## Task description:
From the entries below, please output exactly the lines starting at the one containing "filename src/engine/datagram.rs" and ending at the one containing "const DEFAULT_SEND_BUFFER: usize", both included.

▼▼▼

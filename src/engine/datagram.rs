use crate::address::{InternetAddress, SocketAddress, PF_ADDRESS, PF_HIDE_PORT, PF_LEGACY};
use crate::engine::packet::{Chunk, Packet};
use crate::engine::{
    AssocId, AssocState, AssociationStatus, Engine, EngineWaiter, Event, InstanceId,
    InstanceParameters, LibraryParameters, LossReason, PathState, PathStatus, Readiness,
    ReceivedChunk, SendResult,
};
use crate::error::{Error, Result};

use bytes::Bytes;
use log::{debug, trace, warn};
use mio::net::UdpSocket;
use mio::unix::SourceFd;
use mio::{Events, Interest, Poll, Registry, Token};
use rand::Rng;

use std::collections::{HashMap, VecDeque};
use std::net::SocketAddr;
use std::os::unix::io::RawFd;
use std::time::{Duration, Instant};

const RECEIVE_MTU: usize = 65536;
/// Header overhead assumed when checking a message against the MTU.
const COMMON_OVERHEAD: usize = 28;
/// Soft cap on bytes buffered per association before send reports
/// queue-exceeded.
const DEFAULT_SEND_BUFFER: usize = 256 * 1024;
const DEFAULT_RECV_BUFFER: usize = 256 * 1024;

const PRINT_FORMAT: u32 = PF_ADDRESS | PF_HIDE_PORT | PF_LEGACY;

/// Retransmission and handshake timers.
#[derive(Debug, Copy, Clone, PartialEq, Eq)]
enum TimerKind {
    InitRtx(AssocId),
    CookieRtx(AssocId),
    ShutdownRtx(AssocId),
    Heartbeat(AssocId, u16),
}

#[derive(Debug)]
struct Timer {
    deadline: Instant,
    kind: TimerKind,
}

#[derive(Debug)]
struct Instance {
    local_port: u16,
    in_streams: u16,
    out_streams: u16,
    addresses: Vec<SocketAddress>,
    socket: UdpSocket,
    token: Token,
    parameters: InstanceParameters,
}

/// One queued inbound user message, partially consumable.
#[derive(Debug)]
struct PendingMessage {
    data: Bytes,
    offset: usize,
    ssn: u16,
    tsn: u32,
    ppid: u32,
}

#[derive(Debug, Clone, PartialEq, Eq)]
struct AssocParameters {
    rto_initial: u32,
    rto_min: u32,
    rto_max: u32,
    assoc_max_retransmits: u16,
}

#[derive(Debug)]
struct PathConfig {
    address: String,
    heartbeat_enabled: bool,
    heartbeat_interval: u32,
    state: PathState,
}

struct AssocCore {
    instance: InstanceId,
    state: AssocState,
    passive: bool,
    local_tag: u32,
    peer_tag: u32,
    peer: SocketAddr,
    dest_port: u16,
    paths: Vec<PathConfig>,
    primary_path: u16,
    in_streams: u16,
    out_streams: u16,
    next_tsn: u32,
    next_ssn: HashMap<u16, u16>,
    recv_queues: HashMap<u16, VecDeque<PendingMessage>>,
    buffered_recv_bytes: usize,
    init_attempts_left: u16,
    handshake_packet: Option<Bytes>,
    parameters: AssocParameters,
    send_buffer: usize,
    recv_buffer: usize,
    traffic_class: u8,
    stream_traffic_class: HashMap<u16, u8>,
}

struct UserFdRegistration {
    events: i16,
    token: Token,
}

▲▲▲
▼▼▼

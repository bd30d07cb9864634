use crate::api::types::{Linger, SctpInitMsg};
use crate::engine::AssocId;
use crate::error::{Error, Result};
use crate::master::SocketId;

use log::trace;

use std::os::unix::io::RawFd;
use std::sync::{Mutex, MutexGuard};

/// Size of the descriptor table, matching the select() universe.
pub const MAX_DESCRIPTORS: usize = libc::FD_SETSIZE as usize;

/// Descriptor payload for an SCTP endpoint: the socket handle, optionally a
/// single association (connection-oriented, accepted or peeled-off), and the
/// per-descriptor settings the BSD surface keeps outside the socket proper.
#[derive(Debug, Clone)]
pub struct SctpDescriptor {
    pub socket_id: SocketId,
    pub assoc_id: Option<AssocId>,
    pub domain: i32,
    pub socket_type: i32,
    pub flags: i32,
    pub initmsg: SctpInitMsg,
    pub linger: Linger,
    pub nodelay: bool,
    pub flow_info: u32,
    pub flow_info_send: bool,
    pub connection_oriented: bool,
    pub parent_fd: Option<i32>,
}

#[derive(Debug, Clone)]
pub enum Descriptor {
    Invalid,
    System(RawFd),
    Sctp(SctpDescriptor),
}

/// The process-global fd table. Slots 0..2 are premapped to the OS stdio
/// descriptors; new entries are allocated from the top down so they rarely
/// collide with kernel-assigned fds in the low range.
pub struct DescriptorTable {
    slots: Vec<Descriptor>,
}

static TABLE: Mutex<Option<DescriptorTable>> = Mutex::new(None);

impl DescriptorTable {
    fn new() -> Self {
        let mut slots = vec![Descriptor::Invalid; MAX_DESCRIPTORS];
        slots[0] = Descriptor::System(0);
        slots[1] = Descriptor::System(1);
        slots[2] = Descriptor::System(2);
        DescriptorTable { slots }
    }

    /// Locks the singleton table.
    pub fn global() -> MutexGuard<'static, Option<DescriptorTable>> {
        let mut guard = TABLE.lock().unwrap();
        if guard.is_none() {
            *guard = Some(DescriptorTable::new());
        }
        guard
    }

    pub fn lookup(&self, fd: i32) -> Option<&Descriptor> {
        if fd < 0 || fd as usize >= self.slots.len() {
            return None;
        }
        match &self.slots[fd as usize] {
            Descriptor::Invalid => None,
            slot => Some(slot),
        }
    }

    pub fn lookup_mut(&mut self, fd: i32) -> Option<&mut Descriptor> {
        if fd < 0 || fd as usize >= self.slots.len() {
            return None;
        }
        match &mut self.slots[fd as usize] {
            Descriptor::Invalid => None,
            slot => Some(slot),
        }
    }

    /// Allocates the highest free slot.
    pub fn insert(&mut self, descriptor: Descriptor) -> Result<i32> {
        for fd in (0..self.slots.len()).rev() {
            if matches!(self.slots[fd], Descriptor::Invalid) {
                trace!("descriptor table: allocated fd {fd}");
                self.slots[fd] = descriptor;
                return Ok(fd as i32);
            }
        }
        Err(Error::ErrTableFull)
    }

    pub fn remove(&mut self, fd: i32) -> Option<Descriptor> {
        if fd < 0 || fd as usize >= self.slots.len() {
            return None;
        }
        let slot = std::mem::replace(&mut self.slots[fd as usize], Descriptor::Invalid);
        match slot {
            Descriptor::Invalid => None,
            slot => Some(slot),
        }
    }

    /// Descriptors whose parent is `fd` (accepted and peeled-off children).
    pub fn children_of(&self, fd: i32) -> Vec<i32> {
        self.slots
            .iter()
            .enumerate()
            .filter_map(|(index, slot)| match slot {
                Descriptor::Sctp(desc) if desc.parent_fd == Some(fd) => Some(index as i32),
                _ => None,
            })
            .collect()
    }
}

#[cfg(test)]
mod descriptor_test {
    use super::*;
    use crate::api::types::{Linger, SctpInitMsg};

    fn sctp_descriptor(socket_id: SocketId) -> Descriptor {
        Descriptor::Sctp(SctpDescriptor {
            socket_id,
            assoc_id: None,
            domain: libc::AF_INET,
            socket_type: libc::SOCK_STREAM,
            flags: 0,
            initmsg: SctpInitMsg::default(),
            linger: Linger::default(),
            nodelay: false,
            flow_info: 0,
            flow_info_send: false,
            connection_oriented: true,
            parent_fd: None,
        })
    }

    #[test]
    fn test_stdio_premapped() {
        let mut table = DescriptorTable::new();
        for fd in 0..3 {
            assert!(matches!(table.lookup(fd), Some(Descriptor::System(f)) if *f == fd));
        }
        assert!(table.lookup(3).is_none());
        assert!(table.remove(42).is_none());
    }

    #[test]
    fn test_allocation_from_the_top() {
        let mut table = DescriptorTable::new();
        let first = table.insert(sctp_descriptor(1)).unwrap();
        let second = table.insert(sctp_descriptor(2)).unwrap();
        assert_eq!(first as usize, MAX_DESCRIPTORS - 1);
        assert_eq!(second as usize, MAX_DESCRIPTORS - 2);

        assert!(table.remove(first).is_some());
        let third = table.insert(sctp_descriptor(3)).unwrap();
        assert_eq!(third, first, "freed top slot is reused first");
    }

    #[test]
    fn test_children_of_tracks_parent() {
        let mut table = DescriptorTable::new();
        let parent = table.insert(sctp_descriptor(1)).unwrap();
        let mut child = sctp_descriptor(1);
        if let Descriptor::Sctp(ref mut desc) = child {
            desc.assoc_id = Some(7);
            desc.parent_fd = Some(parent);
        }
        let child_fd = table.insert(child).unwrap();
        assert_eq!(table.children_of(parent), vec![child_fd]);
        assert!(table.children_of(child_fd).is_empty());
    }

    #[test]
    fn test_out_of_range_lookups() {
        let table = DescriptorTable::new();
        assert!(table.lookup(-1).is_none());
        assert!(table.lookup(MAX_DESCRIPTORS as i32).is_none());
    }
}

▲▲▲
▼▼▼

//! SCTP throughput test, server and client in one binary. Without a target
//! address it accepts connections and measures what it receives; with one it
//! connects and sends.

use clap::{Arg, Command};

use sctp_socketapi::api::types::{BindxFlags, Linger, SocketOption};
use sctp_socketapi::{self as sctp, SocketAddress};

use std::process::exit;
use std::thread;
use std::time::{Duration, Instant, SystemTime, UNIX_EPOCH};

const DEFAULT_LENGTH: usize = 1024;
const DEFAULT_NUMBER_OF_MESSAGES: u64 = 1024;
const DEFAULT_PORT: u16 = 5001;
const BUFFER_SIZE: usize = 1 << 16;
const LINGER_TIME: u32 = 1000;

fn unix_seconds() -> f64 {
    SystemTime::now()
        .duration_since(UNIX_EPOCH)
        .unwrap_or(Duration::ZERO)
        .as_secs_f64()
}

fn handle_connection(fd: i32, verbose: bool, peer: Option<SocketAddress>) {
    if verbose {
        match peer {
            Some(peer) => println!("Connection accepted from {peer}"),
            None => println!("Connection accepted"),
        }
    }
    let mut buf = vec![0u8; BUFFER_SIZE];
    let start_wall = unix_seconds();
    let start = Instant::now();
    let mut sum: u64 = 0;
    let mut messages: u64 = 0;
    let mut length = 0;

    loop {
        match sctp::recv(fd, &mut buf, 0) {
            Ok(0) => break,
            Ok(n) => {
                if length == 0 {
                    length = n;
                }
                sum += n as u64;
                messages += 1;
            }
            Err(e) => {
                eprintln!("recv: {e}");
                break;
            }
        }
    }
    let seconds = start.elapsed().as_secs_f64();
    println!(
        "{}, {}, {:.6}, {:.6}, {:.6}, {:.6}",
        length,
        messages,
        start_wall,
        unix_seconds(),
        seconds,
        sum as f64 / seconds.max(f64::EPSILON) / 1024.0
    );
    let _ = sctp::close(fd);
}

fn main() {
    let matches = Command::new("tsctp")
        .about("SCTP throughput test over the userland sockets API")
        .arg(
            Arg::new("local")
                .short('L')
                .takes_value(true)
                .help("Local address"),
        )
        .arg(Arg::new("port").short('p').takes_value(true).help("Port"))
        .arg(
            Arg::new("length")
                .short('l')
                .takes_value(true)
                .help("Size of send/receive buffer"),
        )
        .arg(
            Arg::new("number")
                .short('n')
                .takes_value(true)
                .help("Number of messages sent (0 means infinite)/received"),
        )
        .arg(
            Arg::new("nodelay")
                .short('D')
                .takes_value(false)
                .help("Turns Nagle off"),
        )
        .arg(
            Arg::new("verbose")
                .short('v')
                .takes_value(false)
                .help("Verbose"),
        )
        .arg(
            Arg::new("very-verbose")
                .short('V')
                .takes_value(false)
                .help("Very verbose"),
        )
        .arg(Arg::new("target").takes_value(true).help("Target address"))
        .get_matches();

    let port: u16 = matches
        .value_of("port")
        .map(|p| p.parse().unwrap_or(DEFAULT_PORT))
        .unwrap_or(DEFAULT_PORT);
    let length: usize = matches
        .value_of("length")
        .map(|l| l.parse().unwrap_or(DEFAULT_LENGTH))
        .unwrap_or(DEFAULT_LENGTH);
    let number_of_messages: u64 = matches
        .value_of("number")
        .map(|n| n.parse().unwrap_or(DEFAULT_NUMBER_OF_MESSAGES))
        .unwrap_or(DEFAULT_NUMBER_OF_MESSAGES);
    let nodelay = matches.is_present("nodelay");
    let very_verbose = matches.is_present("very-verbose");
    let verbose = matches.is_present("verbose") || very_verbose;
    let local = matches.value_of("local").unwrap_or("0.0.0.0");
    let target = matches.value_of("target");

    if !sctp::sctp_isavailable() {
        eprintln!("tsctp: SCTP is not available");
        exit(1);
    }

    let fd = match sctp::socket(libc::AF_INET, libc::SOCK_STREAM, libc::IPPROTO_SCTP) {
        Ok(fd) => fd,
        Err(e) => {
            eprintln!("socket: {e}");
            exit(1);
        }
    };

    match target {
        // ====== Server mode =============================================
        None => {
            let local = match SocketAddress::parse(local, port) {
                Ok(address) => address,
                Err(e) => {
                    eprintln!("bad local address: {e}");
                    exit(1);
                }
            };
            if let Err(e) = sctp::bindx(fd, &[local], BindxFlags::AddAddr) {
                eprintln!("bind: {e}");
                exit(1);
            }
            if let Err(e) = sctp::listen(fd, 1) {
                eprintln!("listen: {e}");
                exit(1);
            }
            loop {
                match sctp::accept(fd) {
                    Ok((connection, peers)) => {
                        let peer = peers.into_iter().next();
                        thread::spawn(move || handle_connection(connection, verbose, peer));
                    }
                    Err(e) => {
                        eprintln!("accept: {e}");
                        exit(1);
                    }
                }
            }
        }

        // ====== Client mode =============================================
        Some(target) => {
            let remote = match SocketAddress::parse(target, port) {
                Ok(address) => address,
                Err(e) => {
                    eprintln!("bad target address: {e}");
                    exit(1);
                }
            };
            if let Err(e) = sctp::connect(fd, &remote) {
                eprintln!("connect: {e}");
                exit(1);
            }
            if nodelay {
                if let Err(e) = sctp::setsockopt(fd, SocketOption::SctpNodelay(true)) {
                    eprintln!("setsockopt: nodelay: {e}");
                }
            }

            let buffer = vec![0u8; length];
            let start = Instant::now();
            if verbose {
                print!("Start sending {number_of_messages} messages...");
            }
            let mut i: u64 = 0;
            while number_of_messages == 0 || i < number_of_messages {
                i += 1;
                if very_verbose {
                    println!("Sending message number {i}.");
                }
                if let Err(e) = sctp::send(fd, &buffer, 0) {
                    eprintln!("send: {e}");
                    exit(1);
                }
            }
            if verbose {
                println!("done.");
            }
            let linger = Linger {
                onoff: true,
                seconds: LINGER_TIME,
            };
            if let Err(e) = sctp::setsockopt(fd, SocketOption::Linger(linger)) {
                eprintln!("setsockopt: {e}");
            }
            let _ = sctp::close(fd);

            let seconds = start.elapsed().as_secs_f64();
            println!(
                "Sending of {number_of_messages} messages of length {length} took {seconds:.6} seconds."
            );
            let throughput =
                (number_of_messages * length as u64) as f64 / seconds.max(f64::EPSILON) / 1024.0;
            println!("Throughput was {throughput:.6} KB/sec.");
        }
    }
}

▲▲▲

## Final answer:
filename src/engine/datagram.rs
use crate::address::{InternetAddress, SocketAddress, PF_ADDRESS, PF_HIDE_PORT, PF_LEGACY};
use crate::engine::packet::{Chunk, Packet};
use crate::engine::{
    AssocId, AssocState, AssociationStatus, Engine, EngineWaiter, Event, InstanceId,
    InstanceParameters, LibraryParameters, LossReason, PathState, PathStatus, Readiness,
    ReceivedChunk, SendResult,
};
use crate::error::{Error, Result};

use bytes::Bytes;
use log::{debug, trace, warn};
use mio::net::UdpSocket;
use mio::unix::SourceFd;
use mio::{Events, Interest, Poll, Registry, Token};
use rand::Rng;

use std::collections::{HashMap, VecDeque};
use std::net::SocketAddr;
use std::os::unix::io::RawFd;
use std::time::{Duration, Instant};

const RECEIVE_MTU: usize = 65536;
/// Header overhead assumed when checking a message against the MTU.
const COMMON_OVERHEAD: usize = 28;
/// Soft cap on bytes buffered per association before send reports
/// queue-exceeded.
const DEFAULT_SEND_BUFFER: usize = 256 * 1024;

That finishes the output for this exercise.